Den großen Sitzungssaal des Außenamts, der nach Ex-Außenminister Alois Mock benannt ist, zieren bunte Heldenbilder aus der Geschichte Österreichs. Gemalt hat sie der Biedermeier-Künstler Leopold Kupelwieser.
Sebastian Kurz wählte diesen imposanten Rahmen am Freitag für seine sechsminütige "persönliche" Erklärung. Fragen waren – wie schon am Mittwoch bei Bundeskanzler Christian Kern, Vizekanzler Reinhold Mitterlehner und Bundespräsident Alexander Van der Bellen – nicht zugelassen.

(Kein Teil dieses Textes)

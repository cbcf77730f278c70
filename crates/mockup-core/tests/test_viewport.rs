use approx::assert_relative_eq;

use mockup_core::consts::{
    BUTTON_ZOOM_IN, BUTTON_ZOOM_OUT, MAX_SCALE, MIN_SCALE, WHEEL_ZOOM_IN, WHEEL_ZOOM_OUT,
};
use mockup_core::session::ResultId;
use mockup_core::viewport::{fit, pan, zoom, Size, Transform, Vec2, ViewerState, WheelDirection};

// ---------------------------------------------------------------------------
// fit
// ---------------------------------------------------------------------------

#[test]
fn test_fit_wide_image() {
    let t = fit(Size::new(800.0, 600.0), Size::new(1600.0, 900.0));
    assert_relative_eq!(t.scale, 0.5);
    assert_eq!((t.offset_x, t.offset_y), (0.0, 0.0));
}

#[test]
fn test_fit_tall_image() {
    let t = fit(Size::new(800.0, 600.0), Size::new(1000.0, 2000.0));
    assert_relative_eq!(t.scale, 0.3);
}

#[test]
fn test_fit_never_upscales() {
    let t = fit(Size::new(1920.0, 1080.0), Size::new(100.0, 100.0));
    assert_relative_eq!(t.scale, 1.0);
}

#[test]
fn test_fit_exact_size() {
    let t = fit(Size::new(512.0, 512.0), Size::new(512.0, 512.0));
    assert_relative_eq!(t.scale, 1.0);
}

#[test]
fn test_fit_shows_whole_image() {
    let container = Size::new(1280.0, 720.0);
    for image in [
        Size::new(4000.0, 3000.0),
        Size::new(300.0, 5000.0),
        Size::new(1281.0, 10.0),
    ] {
        let t = fit(container, image);
        assert!(image.width * t.scale <= container.width + 1e-3);
        assert!(image.height * t.scale <= container.height + 1e-3);
    }
}

#[test]
fn test_fit_empty_container_falls_back_to_min_scale() {
    let t = fit(Size::new(0.0, 0.0), Size::new(100.0, 100.0));
    assert_relative_eq!(t.scale, MIN_SCALE);
}

#[test]
fn test_fit_degenerate_sizes_stay_positive() {
    for (container, image) in [
        (Size::new(100.0, 100.0), Size::new(0.0, 0.0)),
        (Size::new(0.0, 100.0), Size::new(0.0, 100.0)),
        (Size::new(-5.0, 100.0), Size::new(10.0, 10.0)),
    ] {
        let t = fit(container, image);
        assert!(t.scale.is_finite() && t.scale > 0.0, "{container:?} {image:?}");
        assert!(t.scale <= 1.0);
    }
}

// ---------------------------------------------------------------------------
// zoom / pan
// ---------------------------------------------------------------------------

#[test]
fn test_zoom_multiplies_scale() {
    let t = zoom(Transform::default(), 1.2);
    assert_relative_eq!(t.scale, 1.2);
}

#[test]
fn test_zoom_keeps_offsets() {
    let start = Transform {
        scale: 1.0,
        offset_x: 12.0,
        offset_y: -4.0,
    };
    let t = zoom(start, 2.0);
    assert_eq!((t.offset_x, t.offset_y), (12.0, -4.0));
}

#[test]
fn test_zoom_clamps_extremes() {
    assert_relative_eq!(zoom(Transform::default(), 1e9).scale, MAX_SCALE);
    assert_relative_eq!(zoom(Transform::default(), 1e-9).scale, MIN_SCALE);
}

#[test]
fn test_zoom_repeated_stays_in_range() {
    let mut t = Transform::default();
    for _ in 0..200 {
        t = zoom(t, WHEEL_ZOOM_IN);
        assert!(t.scale <= MAX_SCALE);
    }
    assert_relative_eq!(t.scale, MAX_SCALE);
    for _ in 0..200 {
        t = zoom(t, BUTTON_ZOOM_OUT);
        assert!(t.scale >= MIN_SCALE);
    }
    assert_relative_eq!(t.scale, MIN_SCALE);
}

#[test]
fn test_zoom_inverse_factors_compose_to_identity() {
    let start = Transform {
        scale: 0.75,
        ..Transform::default()
    };
    let t = zoom(zoom(start, 2.0), 0.5);
    assert_relative_eq!(t.scale, 0.75, epsilon = 1e-6);
}

#[test]
fn test_zoom_ignores_invalid_factor() {
    let start = Transform::default();
    for factor in [0.0, -1.0, f32::NAN, f32::INFINITY] {
        assert_eq!(zoom(start, factor), start);
    }
}

#[test]
fn test_pan_adds_delta() {
    let t = pan(Transform::default(), Vec2::new(10.0, -5.0));
    let t = pan(t, Vec2::new(2.5, 1.0));
    assert_relative_eq!(t.offset_x, 12.5);
    assert_relative_eq!(t.offset_y, -4.0);
    assert_relative_eq!(t.scale, 1.0);
}

#[test]
fn test_pan_offsets_are_unbounded() {
    let t = pan(Transform::default(), Vec2::new(1e6, -1e6));
    assert_relative_eq!(t.offset_x, 1e6);
    assert_relative_eq!(t.offset_y, -1e6);
}

// ---------------------------------------------------------------------------
// ViewerState
// ---------------------------------------------------------------------------

fn viewer() -> ViewerState {
    ViewerState::open(
        ResultId::next(),
        Size::new(800.0, 600.0),
        Size::new(1600.0, 1200.0),
    )
}

#[test]
fn test_viewer_opens_fitted() {
    let v = viewer();
    assert_relative_eq!(v.transform().scale, 0.5);
    assert!(!v.is_dragging());
}

#[test]
fn test_viewer_buttons_and_wheel_steps() {
    let mut v = viewer();
    v.zoom_in();
    assert_relative_eq!(v.transform().scale, 0.5 * BUTTON_ZOOM_IN);
    v.zoom_out();
    assert_relative_eq!(v.transform().scale, 0.5 * BUTTON_ZOOM_IN * BUTTON_ZOOM_OUT);

    let mut v = viewer();
    v.wheel(WheelDirection::Up);
    assert_relative_eq!(v.transform().scale, 0.5 * WHEEL_ZOOM_IN);
    v.wheel(WheelDirection::Down);
    assert_relative_eq!(v.transform().scale, 0.5 * WHEEL_ZOOM_IN * WHEEL_ZOOM_OUT);
}

#[test]
fn test_viewer_drag_pans_by_pointer_delta() {
    let mut v = viewer();
    v.press(Vec2::new(100.0, 100.0));
    assert!(v.is_dragging());
    v.pointer_moved(Vec2::new(110.0, 95.0));
    v.pointer_moved(Vec2::new(130.0, 95.0));
    let t = v.transform();
    assert_relative_eq!(t.offset_x, 30.0);
    assert_relative_eq!(t.offset_y, -5.0);
}

#[test]
fn test_viewer_move_without_press_does_nothing() {
    let mut v = viewer();
    let before = v.transform();
    v.pointer_moved(Vec2::new(50.0, 50.0));
    assert_eq!(v.transform(), before);
}

#[test]
fn test_viewer_release_ends_drag() {
    let mut v = viewer();
    v.press(Vec2::ZERO);
    v.pointer_moved(Vec2::new(5.0, 5.0));
    v.release();
    assert!(!v.is_dragging());
    v.pointer_moved(Vec2::new(100.0, 100.0));
    assert_relative_eq!(v.transform().offset_x, 5.0);
}

#[test]
fn test_viewer_leaving_surface_ends_drag() {
    let mut v = viewer();
    v.press(Vec2::ZERO);
    v.pointer_left();
    assert!(!v.is_dragging());
    v.pointer_moved(Vec2::new(40.0, 40.0));
    assert_relative_eq!(v.transform().offset_x, 0.0);
}

#[test]
fn test_viewer_same_result_keeps_transform() {
    let mut v = viewer();
    let id = v.result_id();
    v.zoom_in();
    v.press(Vec2::ZERO);
    v.pointer_moved(Vec2::new(20.0, 0.0));
    let before = v.transform();

    // An in-place regeneration hands back the same id.
    v.show(id, Size::new(1600.0, 1200.0));
    assert_eq!(v.transform(), before);
    assert!(v.is_dragging());
}

#[test]
fn test_viewer_other_result_refits() {
    let mut v = viewer();
    v.zoom_in();
    v.press(Vec2::ZERO);
    v.pointer_moved(Vec2::new(20.0, 0.0));

    let other = ResultId::next();
    v.show(other, Size::new(400.0, 300.0));
    assert_eq!(v.result_id(), other);
    assert_eq!(v.transform(), fit(Size::new(800.0, 600.0), Size::new(400.0, 300.0)));
    assert!(!v.is_dragging());
}

#[test]
fn test_viewer_resize_refits() {
    let mut v = viewer();
    v.zoom_in();
    v.resize(Size::new(400.0, 300.0));
    assert_eq!(v.container(), Size::new(400.0, 300.0));
    assert_relative_eq!(v.transform().scale, 0.25);
}

#[test]
fn test_viewer_fit_to_screen_resets_pan_and_zoom() {
    let mut v = viewer();
    v.zoom_in();
    v.press(Vec2::ZERO);
    v.pointer_moved(Vec2::new(7.0, 7.0));
    v.release();
    v.fit_to_screen();
    assert_eq!(v.transform(), fit(v.container(), v.image_size()));
}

Der Außenminister hatte zwei Kernbotschaften: Er ist für vorgezogene Nationalratswahlen, weil sie "der richtige Weg" wären, um Veränderungen im Land zu ermöglichen. Und zur ÖVP sagte er: "Aus meiner Sicht ist klar, so wie’s war, so kann es nicht bleiben."
"Ein Freund der Klarheit"
Dem 30-Jährigen ist bewusst, dass Neuwahlen nicht populär sind – auch nicht in Teilen der ÖVP. Er würde die Obmannschaft aber nur annehmen, wenn er die inhaltliche Linie vorgeben und auch Personalentscheidungen treffen kann. Darüber wird am Sonntag im Bundesparteivorstand entschieden.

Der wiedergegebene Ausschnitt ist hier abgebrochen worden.